**** Provided data ****

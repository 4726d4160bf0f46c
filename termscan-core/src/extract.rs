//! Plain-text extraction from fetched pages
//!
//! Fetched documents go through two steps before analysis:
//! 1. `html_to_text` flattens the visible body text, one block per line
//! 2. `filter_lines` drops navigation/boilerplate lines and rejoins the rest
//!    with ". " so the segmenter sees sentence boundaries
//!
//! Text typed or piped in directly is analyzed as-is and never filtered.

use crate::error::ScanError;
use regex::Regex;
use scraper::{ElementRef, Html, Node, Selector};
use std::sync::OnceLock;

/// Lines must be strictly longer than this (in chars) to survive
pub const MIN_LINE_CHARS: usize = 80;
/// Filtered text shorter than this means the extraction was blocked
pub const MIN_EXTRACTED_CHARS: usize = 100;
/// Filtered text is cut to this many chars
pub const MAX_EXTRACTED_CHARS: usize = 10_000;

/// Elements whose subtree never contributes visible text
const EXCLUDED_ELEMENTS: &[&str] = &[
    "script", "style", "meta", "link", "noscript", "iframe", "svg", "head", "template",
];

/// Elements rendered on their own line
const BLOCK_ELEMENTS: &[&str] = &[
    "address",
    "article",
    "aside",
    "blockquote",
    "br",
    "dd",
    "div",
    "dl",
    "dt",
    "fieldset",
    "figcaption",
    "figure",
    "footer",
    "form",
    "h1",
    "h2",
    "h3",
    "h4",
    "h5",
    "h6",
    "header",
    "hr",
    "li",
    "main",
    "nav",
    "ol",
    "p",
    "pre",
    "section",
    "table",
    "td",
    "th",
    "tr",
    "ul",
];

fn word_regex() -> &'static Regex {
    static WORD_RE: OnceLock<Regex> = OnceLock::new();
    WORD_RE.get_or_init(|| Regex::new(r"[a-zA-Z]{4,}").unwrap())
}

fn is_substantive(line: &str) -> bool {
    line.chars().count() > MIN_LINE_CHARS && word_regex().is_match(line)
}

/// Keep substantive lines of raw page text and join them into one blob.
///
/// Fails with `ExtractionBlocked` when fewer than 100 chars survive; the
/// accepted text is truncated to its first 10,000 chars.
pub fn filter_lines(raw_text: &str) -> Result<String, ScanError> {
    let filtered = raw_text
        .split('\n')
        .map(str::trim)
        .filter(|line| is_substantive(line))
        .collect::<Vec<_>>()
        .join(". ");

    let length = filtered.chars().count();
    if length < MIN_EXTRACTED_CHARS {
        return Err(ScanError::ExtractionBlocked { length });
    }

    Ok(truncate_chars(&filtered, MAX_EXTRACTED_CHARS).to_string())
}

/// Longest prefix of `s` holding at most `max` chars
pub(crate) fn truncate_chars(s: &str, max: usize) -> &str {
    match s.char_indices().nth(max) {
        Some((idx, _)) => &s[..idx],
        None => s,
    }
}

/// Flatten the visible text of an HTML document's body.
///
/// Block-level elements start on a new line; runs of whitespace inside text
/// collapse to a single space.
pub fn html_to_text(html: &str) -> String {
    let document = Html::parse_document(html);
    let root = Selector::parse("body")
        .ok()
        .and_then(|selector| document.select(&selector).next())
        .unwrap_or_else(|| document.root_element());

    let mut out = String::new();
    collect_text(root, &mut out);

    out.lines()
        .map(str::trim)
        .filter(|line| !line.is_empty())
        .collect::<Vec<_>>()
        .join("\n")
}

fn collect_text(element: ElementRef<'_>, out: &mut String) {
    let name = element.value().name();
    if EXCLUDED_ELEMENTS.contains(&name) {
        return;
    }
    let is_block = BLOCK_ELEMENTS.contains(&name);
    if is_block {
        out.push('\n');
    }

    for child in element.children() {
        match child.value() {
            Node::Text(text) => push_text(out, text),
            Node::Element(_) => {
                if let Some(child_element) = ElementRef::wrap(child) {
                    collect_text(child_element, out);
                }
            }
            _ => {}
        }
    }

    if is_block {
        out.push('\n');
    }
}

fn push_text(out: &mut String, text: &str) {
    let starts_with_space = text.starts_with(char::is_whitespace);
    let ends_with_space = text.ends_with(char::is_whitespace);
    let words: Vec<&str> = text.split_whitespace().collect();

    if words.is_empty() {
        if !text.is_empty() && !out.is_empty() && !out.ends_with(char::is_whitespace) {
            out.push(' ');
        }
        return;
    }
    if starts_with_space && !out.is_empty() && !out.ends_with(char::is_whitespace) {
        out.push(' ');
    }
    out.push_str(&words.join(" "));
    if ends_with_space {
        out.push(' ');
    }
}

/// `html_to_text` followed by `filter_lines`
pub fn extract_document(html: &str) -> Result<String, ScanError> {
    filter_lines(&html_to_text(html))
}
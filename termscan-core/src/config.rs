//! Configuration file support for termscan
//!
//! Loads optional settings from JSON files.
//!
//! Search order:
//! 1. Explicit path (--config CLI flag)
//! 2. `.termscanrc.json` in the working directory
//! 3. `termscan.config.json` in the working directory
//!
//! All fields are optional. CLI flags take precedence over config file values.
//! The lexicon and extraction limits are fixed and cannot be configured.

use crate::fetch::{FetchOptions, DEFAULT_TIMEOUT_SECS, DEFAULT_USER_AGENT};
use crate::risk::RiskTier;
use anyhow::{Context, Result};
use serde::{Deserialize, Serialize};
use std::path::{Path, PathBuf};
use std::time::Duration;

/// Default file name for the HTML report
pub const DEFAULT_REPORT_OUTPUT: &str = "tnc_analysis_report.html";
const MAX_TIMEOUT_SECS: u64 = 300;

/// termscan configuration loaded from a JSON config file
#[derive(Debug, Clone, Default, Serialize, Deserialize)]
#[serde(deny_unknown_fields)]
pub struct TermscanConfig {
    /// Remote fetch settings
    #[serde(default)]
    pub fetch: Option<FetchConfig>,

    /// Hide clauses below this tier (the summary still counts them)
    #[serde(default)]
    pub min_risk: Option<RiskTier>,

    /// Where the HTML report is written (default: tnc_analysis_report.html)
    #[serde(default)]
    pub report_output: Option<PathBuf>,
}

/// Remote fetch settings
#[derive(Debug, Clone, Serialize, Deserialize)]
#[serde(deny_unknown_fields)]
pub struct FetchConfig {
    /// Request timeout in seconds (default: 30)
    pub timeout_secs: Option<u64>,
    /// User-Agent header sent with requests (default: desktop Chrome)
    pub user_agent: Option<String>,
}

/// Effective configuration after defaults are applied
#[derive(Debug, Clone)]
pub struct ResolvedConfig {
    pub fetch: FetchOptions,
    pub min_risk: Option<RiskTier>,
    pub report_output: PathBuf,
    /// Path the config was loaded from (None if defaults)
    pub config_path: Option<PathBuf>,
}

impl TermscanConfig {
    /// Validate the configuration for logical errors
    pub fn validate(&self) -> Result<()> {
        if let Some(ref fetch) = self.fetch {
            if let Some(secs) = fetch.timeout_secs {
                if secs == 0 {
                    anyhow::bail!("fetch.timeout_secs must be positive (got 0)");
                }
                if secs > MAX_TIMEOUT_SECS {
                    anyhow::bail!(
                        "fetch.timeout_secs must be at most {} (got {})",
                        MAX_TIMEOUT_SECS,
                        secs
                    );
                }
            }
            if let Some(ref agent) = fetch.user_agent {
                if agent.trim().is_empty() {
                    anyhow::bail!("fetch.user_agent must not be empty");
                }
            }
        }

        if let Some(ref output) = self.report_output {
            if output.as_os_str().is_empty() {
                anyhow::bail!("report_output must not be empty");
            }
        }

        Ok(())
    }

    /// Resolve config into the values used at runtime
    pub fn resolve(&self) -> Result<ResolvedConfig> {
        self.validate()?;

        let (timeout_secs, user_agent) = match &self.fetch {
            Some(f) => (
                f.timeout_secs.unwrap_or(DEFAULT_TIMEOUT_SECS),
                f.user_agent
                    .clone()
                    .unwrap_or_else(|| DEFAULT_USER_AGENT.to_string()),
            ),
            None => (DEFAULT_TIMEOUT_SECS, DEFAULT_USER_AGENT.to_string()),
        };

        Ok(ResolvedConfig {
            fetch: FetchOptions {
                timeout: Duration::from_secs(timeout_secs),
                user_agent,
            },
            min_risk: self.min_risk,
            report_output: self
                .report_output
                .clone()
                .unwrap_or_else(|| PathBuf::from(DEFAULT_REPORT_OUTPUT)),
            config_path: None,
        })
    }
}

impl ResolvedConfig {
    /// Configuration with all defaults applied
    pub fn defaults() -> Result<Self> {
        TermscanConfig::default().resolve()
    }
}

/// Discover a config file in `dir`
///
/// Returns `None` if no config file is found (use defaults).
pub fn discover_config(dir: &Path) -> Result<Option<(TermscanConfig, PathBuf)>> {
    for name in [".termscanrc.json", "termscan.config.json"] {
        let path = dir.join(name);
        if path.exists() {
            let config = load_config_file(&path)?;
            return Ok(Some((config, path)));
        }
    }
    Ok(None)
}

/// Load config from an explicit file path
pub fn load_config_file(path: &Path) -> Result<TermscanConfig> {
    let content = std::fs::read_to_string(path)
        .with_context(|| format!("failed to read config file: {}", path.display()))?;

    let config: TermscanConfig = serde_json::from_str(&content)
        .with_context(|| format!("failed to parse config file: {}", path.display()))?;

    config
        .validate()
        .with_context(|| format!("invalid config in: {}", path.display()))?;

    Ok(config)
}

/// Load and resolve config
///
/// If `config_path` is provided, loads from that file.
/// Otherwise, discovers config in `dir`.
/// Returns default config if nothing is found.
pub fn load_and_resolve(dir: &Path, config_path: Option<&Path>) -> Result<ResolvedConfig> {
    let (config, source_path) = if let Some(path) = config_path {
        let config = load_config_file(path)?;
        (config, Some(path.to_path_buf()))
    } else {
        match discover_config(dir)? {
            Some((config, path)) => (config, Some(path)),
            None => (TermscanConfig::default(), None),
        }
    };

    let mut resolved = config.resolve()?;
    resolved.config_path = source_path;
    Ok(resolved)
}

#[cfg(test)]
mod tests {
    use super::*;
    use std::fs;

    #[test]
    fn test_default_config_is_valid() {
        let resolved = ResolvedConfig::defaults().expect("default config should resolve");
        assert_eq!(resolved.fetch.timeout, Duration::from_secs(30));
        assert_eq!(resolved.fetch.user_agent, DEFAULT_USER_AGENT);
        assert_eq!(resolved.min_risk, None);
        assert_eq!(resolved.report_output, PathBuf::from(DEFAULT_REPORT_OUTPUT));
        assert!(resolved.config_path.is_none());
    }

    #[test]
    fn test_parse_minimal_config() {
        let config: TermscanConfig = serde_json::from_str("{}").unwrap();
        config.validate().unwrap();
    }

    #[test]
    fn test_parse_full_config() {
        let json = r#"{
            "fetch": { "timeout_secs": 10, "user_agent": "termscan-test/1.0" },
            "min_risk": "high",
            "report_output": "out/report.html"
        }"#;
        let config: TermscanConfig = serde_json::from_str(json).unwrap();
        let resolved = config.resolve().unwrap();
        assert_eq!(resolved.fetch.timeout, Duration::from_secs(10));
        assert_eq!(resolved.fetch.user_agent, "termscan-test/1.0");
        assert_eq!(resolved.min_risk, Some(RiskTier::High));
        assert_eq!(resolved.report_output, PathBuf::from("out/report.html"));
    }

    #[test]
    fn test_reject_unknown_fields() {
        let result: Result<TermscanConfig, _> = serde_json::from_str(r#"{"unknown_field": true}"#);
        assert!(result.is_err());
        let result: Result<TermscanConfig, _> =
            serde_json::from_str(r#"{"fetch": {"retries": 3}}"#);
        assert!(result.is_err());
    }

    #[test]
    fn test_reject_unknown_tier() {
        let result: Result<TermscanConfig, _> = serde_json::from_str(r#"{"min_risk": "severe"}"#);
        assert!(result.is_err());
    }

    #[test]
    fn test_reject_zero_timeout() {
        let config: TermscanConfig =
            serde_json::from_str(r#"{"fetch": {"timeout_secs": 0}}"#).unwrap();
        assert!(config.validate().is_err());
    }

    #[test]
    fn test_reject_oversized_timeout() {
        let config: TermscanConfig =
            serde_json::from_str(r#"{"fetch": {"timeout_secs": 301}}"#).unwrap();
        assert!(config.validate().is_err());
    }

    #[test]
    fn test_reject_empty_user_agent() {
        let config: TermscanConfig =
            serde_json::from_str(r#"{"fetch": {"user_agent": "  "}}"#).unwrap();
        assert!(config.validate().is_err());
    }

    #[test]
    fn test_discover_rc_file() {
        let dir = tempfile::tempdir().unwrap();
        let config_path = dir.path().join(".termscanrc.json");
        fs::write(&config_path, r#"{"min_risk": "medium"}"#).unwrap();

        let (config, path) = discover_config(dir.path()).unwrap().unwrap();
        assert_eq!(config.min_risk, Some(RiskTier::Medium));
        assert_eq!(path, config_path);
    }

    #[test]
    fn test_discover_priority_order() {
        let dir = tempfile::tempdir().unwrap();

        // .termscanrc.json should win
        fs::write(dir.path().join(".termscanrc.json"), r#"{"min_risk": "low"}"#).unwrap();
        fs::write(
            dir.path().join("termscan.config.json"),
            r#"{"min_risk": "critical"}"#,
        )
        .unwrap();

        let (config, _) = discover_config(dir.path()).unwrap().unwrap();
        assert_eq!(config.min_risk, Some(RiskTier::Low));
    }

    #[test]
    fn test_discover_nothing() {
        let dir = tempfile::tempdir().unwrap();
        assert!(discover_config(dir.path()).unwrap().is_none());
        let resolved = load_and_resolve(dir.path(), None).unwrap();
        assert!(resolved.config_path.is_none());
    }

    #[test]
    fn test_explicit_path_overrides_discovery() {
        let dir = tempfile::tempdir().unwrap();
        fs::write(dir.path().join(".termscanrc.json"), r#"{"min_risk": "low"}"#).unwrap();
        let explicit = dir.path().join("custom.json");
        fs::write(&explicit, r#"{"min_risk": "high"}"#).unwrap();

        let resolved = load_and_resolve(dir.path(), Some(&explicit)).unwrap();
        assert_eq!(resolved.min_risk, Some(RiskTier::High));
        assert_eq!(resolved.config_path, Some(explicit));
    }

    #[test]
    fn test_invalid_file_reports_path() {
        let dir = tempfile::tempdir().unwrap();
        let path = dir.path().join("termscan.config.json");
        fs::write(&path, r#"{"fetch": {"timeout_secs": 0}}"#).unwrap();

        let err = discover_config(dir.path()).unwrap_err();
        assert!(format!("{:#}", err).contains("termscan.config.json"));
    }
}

****

Determine how many lines in the listing above hold the word "applied", answering with the number only.

Final answer
2